With the sizable downward move on Thursday, some support levels have turned into resistance. The first level to watch out for is 103.18, which has been held as support throughout March. Above there, the 104.00 pivotal level and the 200-day Simple Moving Average (SMA) at 104.89 come into play.
On the downside, 101.90 is the first line of defense and it should be able to trigger a bounce as the Relative Strength Index (RSI) momentum indicator is issuing warnings of oversold conditions on the daily chart. Maybe not this Friday, but in the coming days, a break below 101.90 could see a leg lower towards 100.00.
US Dollar Index: Daily Chart
Fed FAQs
Monetary policy in the US is shaped by the Federal Reserve (Fed). The Fed has two mandates: to achieve price stability and foster full employment. Its primary tool to achieve these goals is by adjusting interest rates.
When prices are rising too quickly and inflation is above the Fed’s 2% target, it raises interest rates, increasing borrowing costs throughout the economy. This results in a stronger US Dollar (USD) as it makes the US a more attractive place for international investors to park their money.
When inflation falls below 2% or the Unemployment Rate is too high, the Fed may lower interest rates to encourage borrowing, which weighs on the Greenback.
The Federal Reserve (Fed) holds eight policy meetings a year, where the Federal Open Market Committee (FOMC) assesses economic conditions and makes monetary policy decisions.

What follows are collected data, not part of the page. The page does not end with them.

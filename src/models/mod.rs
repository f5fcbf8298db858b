pub mod battery;
pub mod disk;
pub mod snapshot;
pub mod storage;
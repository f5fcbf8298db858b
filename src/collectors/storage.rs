use crate::collectors::attr::{parse_hex, read_attr, read_hex_attr};
use crate::config::StorageConfig;
use crate::models::storage::{StorageAttribute, StorageRecord, StorageReport};
use std::fs;
use std::path::{Path, PathBuf};
use tracing::debug;

/// `type` attribute value reported by eMMC devices.
const INTERNAL_TYPE: &str = "MMC";

const ATTR_NAME:     &str = "name";
const ATTR_TYPE:     &str = "type";
const ATTR_PRE_EOL:  &str = "pre_eol_info";
const ATTR_LIFETIME: &str = "life_time";
const ATTR_REV:      &str = "rev";

/// Collects wear records for storage devices below a host-controller directory
/// such as `/sys/class/mmc_host`.
#[derive(Debug, Clone)]
pub struct StorageCollector {
    root:   PathBuf,
    prefix: String,
}

impl StorageCollector {
    pub fn new(root: impl Into<PathBuf>, prefix: impl Into<String>) -> Self {
        Self { root: root.into(), prefix: prefix.into() }
    }

    pub fn from_config(cfg: &StorageConfig) -> Self {
        Self::new(&cfg.root, &cfg.prefix)
    }

    pub fn root(&self) -> &Path { &self.root }

    /// One record per controller that exposes a matching device. Never fails:
    /// unreadable entries degrade to default fields and an empty report means
    /// the platform has no storage telemetry.
    pub fn collect(&self) -> StorageReport {
        let records: Vec<StorageRecord> = scan_devices(&self.root, &self.prefix)
            .iter()
            .map(|path| read_record(path))
            .collect();
        debug!(root = %self.root.display(), devices = records.len(), "storage scan complete");
        StorageReport::new(records)
    }
}

/// Walk `root/<controller>/<device>` and return one device path per
/// controller: the first device entry (in name order) matching `prefix`.
/// Further devices under the same controller are not reported.
pub fn scan_devices(root: &Path, prefix: &str) -> Vec<PathBuf> {
    let mut devices = Vec::new();
    for controller in matching_entries(root, prefix) {
        if let Some(device) = matching_entries(&controller, prefix).into_iter().next() {
            devices.push(device);
        }
    }
    devices
}

/// Entries of `dir` whose file name starts with `prefix`, sorted by name.
/// An unreadable or missing directory has no entries.
fn matching_entries(dir: &Path, prefix: &str) -> Vec<PathBuf> {
    let rd = match fs::read_dir(dir) {
        Ok(rd) => rd,
        Err(e) => {
            debug!(dir = %dir.display(), error = %e, "cannot scan directory");
            return Vec::new();
        }
    };
    let mut entries: Vec<PathBuf> = rd
        .filter_map(|e| e.ok())
        .filter(|e| e.file_name().to_string_lossy().starts_with(prefix))
        .map(|e| e.path())
        .collect();
    entries.sort();
    entries
}

/// Assemble one record from the attribute files of a device directory.
pub fn read_record(device: &Path) -> StorageRecord {
    let name = read_attr(&device.join(ATTR_NAME)).unwrap_or_default();
    let internal = read_attr(&device.join(ATTR_TYPE)).as_deref() == Some(INTERNAL_TYPE);
    let (lifetime_a, lifetime_b) = read_attr(&device.join(ATTR_LIFETIME))
        .map(|s| parse_lifetime(&s))
        .unwrap_or((0, 0));

    StorageRecord {
        attr: StorageAttribute {
            name,
            is_internal:    internal,
            is_boot_device: internal,
        },
        eol: to_u16(read_hex_attr(&device.join(ATTR_PRE_EOL))),
        lifetime_a,
        lifetime_b,
        version: read_attr(&device.join(ATTR_REV)).unwrap_or_default(),
    }
}

/// Parse a `life_time` value such as `"0x01 0x02"` into its two estimates.
/// Each token that is missing or malformed reads as 0.
pub fn parse_lifetime(text: &str) -> (u16, u16) {
    let mut tokens = text.split_whitespace();
    let mut next = || tokens.next().and_then(parse_hex).map(to_u16).unwrap_or(0);
    let a = next();
    let b = next();
    (a, b)
}

fn to_u16(v: u64) -> u16 {
    u16::try_from(v).unwrap_or(0)
}

#[cfg(test)]
mod tests {
    use super::*;
    use tempfile::TempDir;

    fn write_device(root: &Path, controller: &str, device: &str, attrs: &[(&str, &str)]) -> PathBuf {
        let dir = root.join(controller).join(device);
        fs::create_dir_all(&dir).unwrap();
        for (file, value) in attrs {
            fs::write(dir.join(file), format!("{}\n", value)).unwrap();
        }
        dir
    }

    #[test]
    fn missing_root_is_not_supported() {
        let dir = TempDir::new().unwrap();
        let report = StorageCollector::new(dir.path().join("absent"), "mmc").collect();
        assert!(report.is_empty());
        assert!(!report.is_supported());
    }

    #[test]
    fn controllers_without_matching_devices_are_skipped() {
        let dir = TempDir::new().unwrap();
        fs::create_dir_all(dir.path().join("mmc0").join("power")).unwrap();
        fs::create_dir_all(dir.path().join("usb1").join("mmc1:0001")).unwrap();
        let report = StorageCollector::new(dir.path(), "mmc").collect();
        assert!(report.is_empty());
    }

    #[test]
    fn one_record_per_controller_in_scan_order() {
        let dir = TempDir::new().unwrap();
        write_device(dir.path(), "mmc0", "mmc0:0001", &[("name", "DG4016")]);
        write_device(dir.path(), "mmc1", "mmc1:aaaa", &[("name", "SD32G")]);
        write_device(dir.path(), "mmc2", "mmc2:0001", &[("name", "SDIO")]);

        let report = StorageCollector::new(dir.path(), "mmc").collect();
        let names: Vec<&str> = report.iter().map(|r| r.attr.name.as_str()).collect();
        assert_eq!(names, vec!["DG4016", "SD32G", "SDIO"]);
    }

    #[test]
    fn only_first_device_of_a_controller_is_reported() {
        // Extra devices under one controller are dropped on purpose; this pins it.
        let dir = TempDir::new().unwrap();
        write_device(dir.path(), "mmc0", "mmc0:0001", &[("name", "first")]);
        write_device(dir.path(), "mmc0", "mmc0:0002", &[("name", "second")]);

        let report = StorageCollector::new(dir.path(), "mmc").collect();
        assert_eq!(report.len(), 1);
        assert_eq!(report.records[0].attr.name, "first");
    }

    #[test]
    fn full_record_is_assembled() {
        let dir = TempDir::new().unwrap();
        let dev = write_device(dir.path(), "mmc0", "mmc0:0001", &[
            ("name",         "DG4016"),
            ("type",         "MMC"),
            ("pre_eol_info", "0x01"),
            ("life_time",    "0a 0b"),
            ("rev",          "0x8"),
        ]);

        let rec = read_record(&dev);
        assert_eq!(rec.attr.name, "DG4016");
        assert!(rec.attr.is_internal);
        assert!(rec.attr.is_boot_device);
        assert_eq!(rec.eol, 1);
        assert_eq!(rec.eol_label(), "normal");
        assert_eq!((rec.lifetime_a, rec.lifetime_b), (10, 11));
        assert_eq!(rec.version, "0x8");
    }

    #[test]
    fn non_mmc_type_is_neither_internal_nor_boot() {
        let dir = TempDir::new().unwrap();
        let sd = write_device(dir.path(), "mmc1", "mmc1:aaaa", &[("type", "SD")]);
        let rec = read_record(&sd);
        assert!(!rec.attr.is_internal);
        assert!(!rec.attr.is_boot_device);

        let bare = write_device(dir.path(), "mmc2", "mmc2:0001", &[]);
        let rec = read_record(&bare);
        assert!(!rec.attr.is_internal);
        assert!(!rec.attr.is_boot_device);
    }

    #[test]
    fn missing_and_malformed_files_degrade_to_defaults() {
        let dir = TempDir::new().unwrap();
        let dev = write_device(dir.path(), "mmc0", "mmc0:0001", &[
            ("pre_eol_info", "garbage"),
            ("life_time",    ""),
        ]);

        let rec = read_record(&dev);
        assert_eq!(rec, StorageRecord::default());
    }

    #[test]
    fn lifetime_tokens_parse_independently() {
        assert_eq!(parse_lifetime("0a 0b"), (10, 11));
        assert_eq!(parse_lifetime("0x01 0x02"), (1, 2));
        assert_eq!(parse_lifetime("05"), (5, 0));
        assert_eq!(parse_lifetime("xx 03"), (0, 3));
        assert_eq!(parse_lifetime("fffff 01"), (0, 1));
    }
}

The FOMC is attended by twelve Fed officials – the seven members of the Board of Governors, the president of the Federal Reserve Bank of New York, and four of the remaining eleven regional Reserve Bank presidents, who serve one-year terms on a rotating basis.
In extreme situations, the Federal Reserve may resort to a policy named Quantitative Easing (QE). QE is the process by which the Fed substantially increases the flow of credit in a stuck financial system.
It is a non-standard policy measure used during crises or when inflation is extremely low. It was the Fed’s weapon of choice during the Great Financial Crisis in 2008. It involves the Fed printing more Dollars and using them to buy high grade bonds from financial institutions. QE usually weakens the US Dollar.
Quantitative tightening (QT) is the reverse process of QE, whereby the Federal Reserve stops buying bonds from financial institutions and does not reinvest the principal from the bonds it holds maturing, to purchase new bonds. It is usually positive for the value of the US Dollar.